= ACTIVITY =
Going line by line through the entries below, count those that contain "Network". Give the number by itself.

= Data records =
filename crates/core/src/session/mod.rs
//! Search lifecycle and the report view built on top of it.

mod dashboard;
mod machine;
mod types;

pub use dashboard::{
    run_search, DashboardView, LeadDashboard, Placeholder, ViewFlags, DEFAULT_DATE_FORMAT,
};
pub use machine::QuerySession;
pub use types::*;
use axum::{
    extract::State,
    http::{header, StatusCode},
    response::IntoResponse,
    Json,
};
use leadfinder_core::{gateway::ServiceHealth, SanitizedConfig};
use serde::Serialize;
use std::sync::Arc;
use tracing::warn;

use crate::metrics::encode_metrics;
use crate::state::AppState;

#[derive(Serialize)]
pub struct HealthResponse {
    pub status: String,
}

#[derive(Debug, Serialize)]
pub struct ErrorResponse {
    pub error: String,
}

pub async fn health() -> Json<HealthResponse> {
    Json(HealthResponse {
        status: "ok".to_string(),
    })
}

pub async fn get_config(State(state): State<Arc<AppState>>) -> Json<SanitizedConfig> {
    Json(state.sanitized_config())
}

/// GET /api/v1/metrics
pub async fn get_metrics() -> impl IntoResponse {
    match encode_metrics() {
        Ok(body) => (
            StatusCode::OK,
            [(header::CONTENT_TYPE, "text/plain; version=0.0.4")],
            body,
        )
            .into_response(),
        Err(e) => (
            StatusCode::INTERNAL_SERVER_ERROR,
            Json(ErrorResponse {
                error: e.to_string(),
            }),
        )
            .into_response(),
    }
}

/// GET /api/v1/service/health
///
/// Probe the lead discovery service.
pub async fn service_health(
    State(state): State<Arc<AppState>>,
) -> Result<Json<ServiceHealth>, impl IntoResponse> {
    match state.gateway().health().await {
        Ok(health) => Ok(Json(health)),
        Err(e) => {
            warn!("Discovery service health probe failed: {}", e);
            Err((
                StatusCode::BAD_GATEWAY,
                Json(ErrorResponse {
                    error: e.to_string(),
                }),
            ))
        }
    }
}
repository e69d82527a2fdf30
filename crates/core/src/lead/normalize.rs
//! Normalization of raw lead objects into [`LeadRecord`]s.
//!
//! The discovery service returns loosely typed JSON with display-style keys
//! (`"Post Type"`, `"Confidence Score"`, ...). Normalization is total: missing
//! or malformed fields fall back to defaults and never reject the record.
//! The canonical camelCase names are accepted too, so normalizing a
//! serialized record yields the same record.

use serde_json::{Map, Value};

use super::types::{Confidence, LeadRecord};

const USERNAME_KEYS: &[&str] = &["Username", "username"];
const POST_TYPE_KEYS: &[&str] = &["Post Type", "postType", "post_type"];
const SOURCE_KEYS: &[&str] = &["Source", "source"];
const TITLE_KEYS: &[&str] = &["Title", "title"];
const SNIPPET_KEYS: &[&str] = &["Snippet", "snippetOrBio", "snippet"];
const BIO_KEYS: &[&str] = &["Bio", "bio"];
const LINKS_KEYS: &[&str] = &["Links", "links"];
const UPVOTES_KEYS: &[&str] = &["Upvotes", "upvotes"];
const TIMESTAMP_KEYS: &[&str] = &["Timestamp", "timestamp"];
const CONFIDENCE_KEYS: &[&str] = &["Confidence", "confidence"];
const CONFIDENCE_SCORE_KEYS: &[&str] = &["Confidence Score", "confidenceScore", "confidence_score"];
const WEBSITE_URL_KEYS: &[&str] = &["Website URL", "websiteUrl", "website_url"];

/// Separator the discovery service puts between links in the `Links` string.
///
/// A bare comma is not a separator: URLs may contain commas.
pub const LINK_SEPARATOR: &str = ", ";

impl LeadRecord {
    /// Build a record from an arbitrary JSON value.
    ///
    /// Non-object input produces an all-default record.
    pub fn from_raw(raw: &Value) -> Self {
        let empty = Map::new();
        let obj = raw.as_object().unwrap_or(&empty);

        let snippet_or_bio = lookup(obj, SNIPPET_KEYS)
            .and_then(text)
            .or_else(|| lookup(obj, BIO_KEYS).and_then(text));

        Self {
            username: lookup(obj, USERNAME_KEYS).and_then(text),
            post_type: lookup(obj, POST_TYPE_KEYS).and_then(text),
            source: lookup(obj, SOURCE_KEYS).and_then(text),
            title: lookup(obj, TITLE_KEYS).and_then(text),
            snippet_or_bio,
            links: lookup(obj, LINKS_KEYS).map(links).unwrap_or_default(),
            upvotes: lookup(obj, UPVOTES_KEYS).map(integer).unwrap_or(0),
            timestamp: lookup(obj, TIMESTAMP_KEYS).and_then(text),
            confidence: lookup(obj, CONFIDENCE_KEYS)
                .and_then(text)
                .and_then(|c| Confidence::parse(&c)),
            confidence_score: lookup(obj, CONFIDENCE_SCORE_KEYS)
                .map(integer)
                .unwrap_or(0),
            website_url: lookup(obj, WEBSITE_URL_KEYS).and_then(text),
        }
    }
}

/// Normalize a whole batch, preserving arrival order.
pub fn normalize_leads(raw: &[Value]) -> Vec<LeadRecord> {
    raw.iter().map(LeadRecord::from_raw).collect()
}

/// First non-null value stored under any of `keys`.
fn lookup<'a>(obj: &'a Map<String, Value>, keys: &[&str]) -> Option<&'a Value> {
    keys.iter()
        .filter_map(|key| obj.get(*key))
        .find(|value| !value.is_null())
}

/// Trimmed text, with blank strings treated as absent.
fn text(value: &Value) -> Option<String> {
    let s = match value {
        Value::String(s) => s.trim().to_string(),
        Value::Number(n) => n.to_string(),
        _ => return None,
    };
    (!s.is_empty()).then_some(s)
}

fn integer(value: &Value) -> i64 {
    match value {
        Value::Number(n) => n
            .as_i64()
            .or_else(|| n.as_f64().map(|f| f.round() as i64))
            .unwrap_or(0),
        Value::String(s) => {
            let s = s.trim();
            s.parse::<i64>()
                .ok()
                .or_else(|| {
                    s.parse::<f64>()
                        .ok()
                        .filter(|f| f.is_finite())
                        .map(|f| f.round() as i64)
                })
                .unwrap_or(0)
        }
        _ => 0,
    }
}

/// Links arrive either as a [`LINK_SEPARATOR`]-joined string or as an array.
fn links(value: &Value) -> Vec<String> {
    match value {
        Value::String(s) => s
            .split(LINK_SEPARATOR)
            .map(str::trim)
            .filter(|l| !l.is_empty())
            .map(str::to_string)
            .collect(),
        Value::Array(items) => items.iter().filter_map(text).collect(),
        _ => Vec::new(),
    }
}

#[cfg(test)]
mod tests {
    use super::*;
    use crate::lead::{ConfidenceTier, NULL_LINK};
    use serde_json::json;

    #[test]
    fn test_from_raw_service_shape() {
        let raw = json!({
            "Website URL": "https://forum.example/t/1",
            "Username": "alice",
            "Bio": "Builds things",
            "Post Type": "comment",
            "Timestamp": "2024-05-01T12:00:00Z",
            "Upvotes": 42,
            "Links": "https://alice.example, https://github.com/alice",
            "Source": "reddit",
            "Snippet": "Looking for an AI tool",
            "Confidence": "high",
            "Confidence Score": 87,
            "Title": "Need help"
        });

        let record = LeadRecord::from_raw(&raw);
        assert_eq!(record.username(), Some("alice"));
        assert_eq!(record.post_type(), Some("comment"));
        assert_eq!(record.source(), Some("reddit"));
        assert_eq!(record.title(), Some("Need help"));
        assert_eq!(record.snippet_or_bio(), Some("Looking for an AI tool"));
        assert_eq!(
            record.links(),
            &["https://alice.example", "https://github.com/alice"]
        );
        assert_eq!(record.primary_link(), "https://alice.example");
        assert_eq!(record.upvotes(), 42);
        assert_eq!(record.timestamp(), Some("2024-05-01T12:00:00Z"));
        assert_eq!(record.confidence(), Some(Confidence::High));
        assert_eq!(record.confidence_score(), 87);
        assert_eq!(record.website_url(), Some("https://forum.example/t/1"));
    }

    #[test]
    fn test_from_raw_defaults() {
        let record = LeadRecord::from_raw(&json!({}));
        assert_eq!(record, LeadRecord::default());
        assert_eq!(record.primary_link(), NULL_LINK);
        assert_eq!(record.upvotes(), 0);
        assert_eq!(record.confidence_tier(), ConfidenceTier::Unknown);

        assert_eq!(LeadRecord::from_raw(&json!("not an object")), LeadRecord::default());
        assert_eq!(LeadRecord::from_raw(&Value::Null), LeadRecord::default());
    }

    #[test]
    fn test_from_raw_malformed_fields_degrade() {
        let raw = json!({
            "Username": "   ",
            "Upvotes": "lots",
            "Confidence": "very high",
            "Confidence Score": {"value": 3},
            "Links": 17,
            "Title": ["nope"]
        });

        let record = LeadRecord::from_raw(&raw);
        assert_eq!(record.username(), None);
        assert_eq!(record.upvotes(), 0);
        assert_eq!(record.confidence(), None);
        assert_eq!(record.confidence_score(), 0);
        assert!(record.links().is_empty());
        assert_eq!(record.title(), None);
    }

    #[test]
    fn test_numeric_coercion() {
        let record = LeadRecord::from_raw(&json!({
            "Upvotes": "12",
            "Confidence Score": 66.6
        }));
        assert_eq!(record.upvotes(), 12);
        assert_eq!(record.confidence_score(), 67);

        let record = LeadRecord::from_raw(&json!({ "Upvotes": " 7.4 ", "Confidence Score": true }));
        assert_eq!(record.upvotes(), 7);
        assert_eq!(record.confidence_score(), 0);
    }

    #[test]
    fn test_snippet_falls_back_to_bio() {
        let record = LeadRecord::from_raw(&json!({ "Snippet": "", "Bio": "Founder" }));
        assert_eq!(record.snippet_or_bio(), Some("Founder"));

        let record = LeadRecord::from_raw(&json!({ "Snippet": "Hiring", "Bio": "Founder" }));
        assert_eq!(record.snippet_or_bio(), Some("Hiring"));
    }

    #[test]
    fn test_links_parsing() {
        let record = LeadRecord::from_raw(&json!({ "Links": "a, , b,  c, " }));
        assert_eq!(record.links(), &["a", "b", "c"]);

        let record = LeadRecord::from_raw(&json!({ "Links": ["x", "", 3, null] }));
        assert_eq!(record.links(), &["x", "3"]);

        let record = LeadRecord::from_raw(&json!({ "Links": "" }));
        assert!(record.links().is_empty());
    }

    #[test]
    fn test_links_keep_commas_inside_urls() {
        let record = LeadRecord::from_raw(&json!({
            "Links": "https://maps.example/@40.7,-74.0, https://b.example/?tags=a,b"
        }));
        assert_eq!(
            record.links(),
            &["https://maps.example/@40.7,-74.0", "https://b.example/?tags=a,b"]
        );
        assert_eq!(record.primary_link(), "https://maps.example/@40.7,-74.0");

        let rejoined = record.links().join(LINK_SEPARATOR);
        let again = LeadRecord::from_raw(&json!({ "Links": rejoined }));
        assert_eq!(again.links(), record.links());
    }

    #[test]
    fn test_normalization_is_idempotent() {
        let raws = vec![
            json!({
                "Username": "  bob ",
                "Post Type": "question",
                "Links": "https://bob.example",
                "Upvotes": "3",
                "Confidence": "MEDIUM",
                "Confidence Score": 150,
                "Timestamp": "2024-01-02",
                "Website URL": "https://site.example"
            }),
            json!({}),
            json!({ "Bio": "only bio", "Upvotes": -4 }),
        ];

        for raw in &raws {
            let once = LeadRecord::from_raw(raw);
            let serialized = serde_json::to_value(&once).unwrap();
            let twice = LeadRecord::from_raw(&serialized);
            assert_eq!(once, twice);
        }
    }

    #[test]
    fn test_normalize_leads_preserves_order() {
        let raws = vec![json!({"Username": "b"}), json!({"Username": "a"})];
        let records = normalize_leads(&raws);
        let names: Vec<_> = records.iter().map(|r| r.username().unwrap()).collect();
        assert_eq!(names, vec!["b", "a"]);
    }
}
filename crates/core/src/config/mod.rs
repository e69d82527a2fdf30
mod loader;
mod types;
mod validate;

pub use loader::{load_config, load_config_from_env, load_config_from_str, ENV_PREFIX};
pub use types::*;
pub use validate::validate_config;

use thiserror::Error;

#[derive(Debug, Error)]
pub enum ConfigError {
    #[error("Configuration file not found: {0}")]
    FileNotFound(String),

    #[error("Failed to parse configuration: {0}")]
    ParseError(String),

    #[error("Configuration validation failed: {0}")]
    ValidationError(String),
}
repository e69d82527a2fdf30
use axum::{
    middleware,
    routing::{get, post},
    Router,
};
use std::sync::Arc;
use tower_http::{cors::CorsLayer, trace::TraceLayer};

use super::{handlers, middleware::metrics_middleware, report, search};
use crate::state::AppState;

pub fn create_router(state: Arc<AppState>) -> Router {
    // API routes
    let api_routes = Router::new()
        // Health, config and metrics
        .route("/health", get(handlers::health))
        .route("/config", get(handlers::get_config))
        .route("/metrics", get(handlers::get_metrics))
        // Discovery service
        .route("/service/health", get(handlers::service_health))
        // Search
        .route("/search", post(search::search))
        // Report
        .route("/report", get(report::get_report))
        .route("/report/sort", post(report::sort_report))
        .route("/report/export", get(report::export_report))
        .with_state(state);

    Router::new()
        .nest("/api/v1", api_routes)
        .layer(middleware::from_fn(metrics_middleware))
        .layer(TraceLayer::new_for_http())
        .layer(CorsLayer::permissive())
}
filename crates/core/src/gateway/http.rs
//! HTTP client for the lead discovery service.

use std::time::{Duration, Instant};

use async_trait::async_trait;
use reqwest::{Client, StatusCode};
use tracing::{debug, warn};

use super::types::{LeadBatch, LeadQuery, LeadResponse, ServiceHealth};
use super::{GatewayError, LeadGateway};
use crate::config::GatewayConfig;
use crate::metrics::GATEWAY_REQUEST_DURATION;

/// Lead discovery service reached over HTTP.
pub struct HttpLeadGateway {
    client: Client,
    base_url: String,
    endpoint: String,
    health_path: String,
}

impl HttpLeadGateway {
    /// Create a new gateway. Every request is bounded by `timeout_secs`.
    pub fn new(config: &GatewayConfig) -> Result<Self, GatewayError> {
        let client = Client::builder()
            .timeout(Duration::from_secs(config.timeout_secs))
            .build()?;

        Ok(Self {
            client,
            base_url: config.base_url.trim_end_matches('/').to_string(),
            endpoint: config.endpoint.clone(),
            health_path: config.health_path.clone(),
        })
    }

    pub fn base_url(&self) -> &str {
        &self.base_url
    }

    fn url(&self, path: &str) -> String {
        format!("{}/{}", self.base_url, path.trim_start_matches('/'))
    }

    async fn exchange(&self, query: &str, source_count: u32) -> Result<LeadBatch, GatewayError> {
        let url = self.url(&self.endpoint);
        let body = LeadQuery {
            query: query.to_string(),
            num_links: source_count,
        };

        debug!(
            "Submitting lead query: url='{}', query='{}', sources={}",
            url, query, source_count
        );

        let response = self.client.post(&url).json(&body).send().await?;

        let status = response.status();
        if status == StatusCode::NOT_FOUND {
            return Err(GatewayError::NotFound);
        }
        if status == StatusCode::INTERNAL_SERVER_ERROR {
            let message = response.text().await.unwrap_or_default();
            return Err(GatewayError::ServiceError {
                status: status.as_u16(),
                message,
            });
        }
        if !status.is_success() {
            return Err(GatewayError::Network(format!(
                "unexpected status {}",
                status.as_u16()
            )));
        }

        let parsed: LeadResponse = response.json().await.map_err(|e| {
            GatewayError::Network(format!("Failed to parse lead response: {}", e))
        })?;

        Ok(parsed.into())
    }
}

#[async_trait]
impl LeadGateway for HttpLeadGateway {
    fn name(&self) -> &str {
        "http"
    }

    async fn submit_query(
        &self,
        query: &str,
        source_count: u32,
    ) -> Result<LeadBatch, GatewayError> {
        let start = Instant::now();
        let result = self.exchange(query, source_count).await;

        let label = match &result {
            Ok(_) => "ok",
            Err(e) => e.kind().as_str(),
        };
        GATEWAY_REQUEST_DURATION
            .with_label_values(&[label])
            .observe(start.elapsed().as_secs_f64());

        match &result {
            Ok(batch) => debug!(
                "Lead query returned {} leads from {} sources",
                batch.leads.len(),
                batch.sources.len()
            ),
            Err(e) => warn!("Lead query failed: {}", e),
        }

        result
    }

    async fn health(&self) -> Result<ServiceHealth, GatewayError> {
        let url = self.url(&self.health_path);
        let response = self.client.get(&url).send().await?;

        let status = response.status();
        if !status.is_success() {
            return Err(GatewayError::Network(format!(
                "health check returned status {}",
                status.as_u16()
            )));
        }

        response.json().await.map_err(|e| {
            GatewayError::Network(format!("Failed to parse health response: {}", e))
        })
    }
}
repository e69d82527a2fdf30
//! Lead record model.
//!
//! Raw service output is normalized into immutable [`LeadRecord`]s; everything
//! the report shows about a lead is derived from those records on demand.

mod normalize;
mod types;

pub use normalize::{normalize_leads, LINK_SEPARATOR};
pub use types::*;
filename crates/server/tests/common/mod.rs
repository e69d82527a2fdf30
//! Common test utilities for E2E testing with mocks.
//!
//! This module provides a test fixture that creates an in-process server
//! with a mock discovery gateway injected, so the full HTTP surface can be
//! exercised without a running discovery service.

#![allow(dead_code)]

use std::sync::Arc;

use axum::body::Body;
use axum::http::{HeaderMap, Request, StatusCode};
use axum::Router;
use http_body_util::BodyExt;
use serde_json::Value;
use tower::ServiceExt;

use leadfinder_core::{testing::MockGateway, Config, LeadGateway};
use leadfinder_server::{api::create_router, state::AppState};

/// Re-export fixtures for test convenience
pub use leadfinder_core::testing::fixtures;

/// Test fixture for E2E testing with a mock gateway.
///
/// # Example
///
/// ```rust,ignore
/// #[tokio::test]
/// async fn test_search() {
///     let fixture = TestFixture::new();
///     fixture.gateway.set_batch(fixtures::batch(vec![fixtures::lead("alice", 3)], &[])).await;
///
///     let response = fixture.post("/api/v1/search", json!({ "query": "ai tools" })).await;
///
///     assert_eq!(response.status, 200);
/// }
/// ```
pub struct TestFixture {
    /// The Axum router for testing
    pub router: Router,
    /// Mock gateway - configure discovery service answers
    pub gateway: Arc<MockGateway>,
}

/// Response from a test request
#[derive(Debug)]
pub struct TestResponse {
    pub status: StatusCode,
    pub headers: HeaderMap,
    /// Raw body text
    pub text: String,
    /// Body parsed as JSON, `Null` when it is not JSON
    pub body: Value,
}

impl TestFixture {
    /// Create a new test fixture with default configuration.
    pub fn new() -> Self {
        Self::with_config(Config::default())
    }

    /// Create a test fixture with custom configuration.
    pub fn with_config(config: Config) -> Self {
        let gateway = Arc::new(MockGateway::new());
        let state = Arc::new(AppState::new(
            config,
            Arc::clone(&gateway) as Arc<dyn LeadGateway>,
        ));

        Self {
            router: create_router(state),
            gateway,
        }
    }

    /// Send a GET request to the test server.
    pub async fn get(&self, path: &str) -> TestResponse {
        self.request("GET", path, None).await
    }

    /// Send a POST request with JSON body.
    pub async fn post(&self, path: &str, body: Value) -> TestResponse {
        self.request("POST", path, Some(body)).await
    }

    /// Send a POST request with raw string body (for testing malformed JSON).
    pub async fn post_raw(&self, path: &str, body: &str) -> TestResponse {
        let request = Request::builder()
            .method("POST")
            .uri(path)
            .header("Content-Type", "application/json")
            .body(Body::from(body.to_string()))
            .unwrap();
        self.send(request).await
    }

    /// Send a request to the test server.
    async fn request(&self, method: &str, path: &str, body: Option<Value>) -> TestResponse {
        let mut request_builder = Request::builder().method(method).uri(path);

        let body = if let Some(json_body) = body {
            request_builder = request_builder.header("Content-Type", "application/json");
            Body::from(serde_json::to_vec(&json_body).unwrap())
        } else {
            Body::empty()
        };

        self.send(request_builder.body(body).unwrap()).await
    }

    async fn send(&self, request: Request<Body>) -> TestResponse {
        let response = self
            .router
            .clone()
            .oneshot(request)
            .await
            .expect("Failed to send request");

        let status = response.status();
        let headers = response.headers().clone();
        let body_bytes = response
            .into_body()
            .collect()
            .await
            .expect("Failed to collect body")
            .to_bytes();

        let text = String::from_utf8_lossy(&body_bytes).to_string();
        let body: Value = if body_bytes.is_empty() {
            Value::Null
        } else {
            serde_json::from_slice(&body_bytes).unwrap_or(Value::Null)
        };

        TestResponse {
            status,
            headers,
            text,
            body,
        }
    }
}

/// Helper to assert a response has expected status.
#[macro_export]
macro_rules! assert_status {
    ($response:expr, $status:expr) => {
        assert_eq!(
            $response.status, $status,
            "Expected status {:?}, got {:?}. Body: {}",
            $status, $response.status, $response.text
        );
    };
}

= SOLUTION TO THIS EXERCISE =
4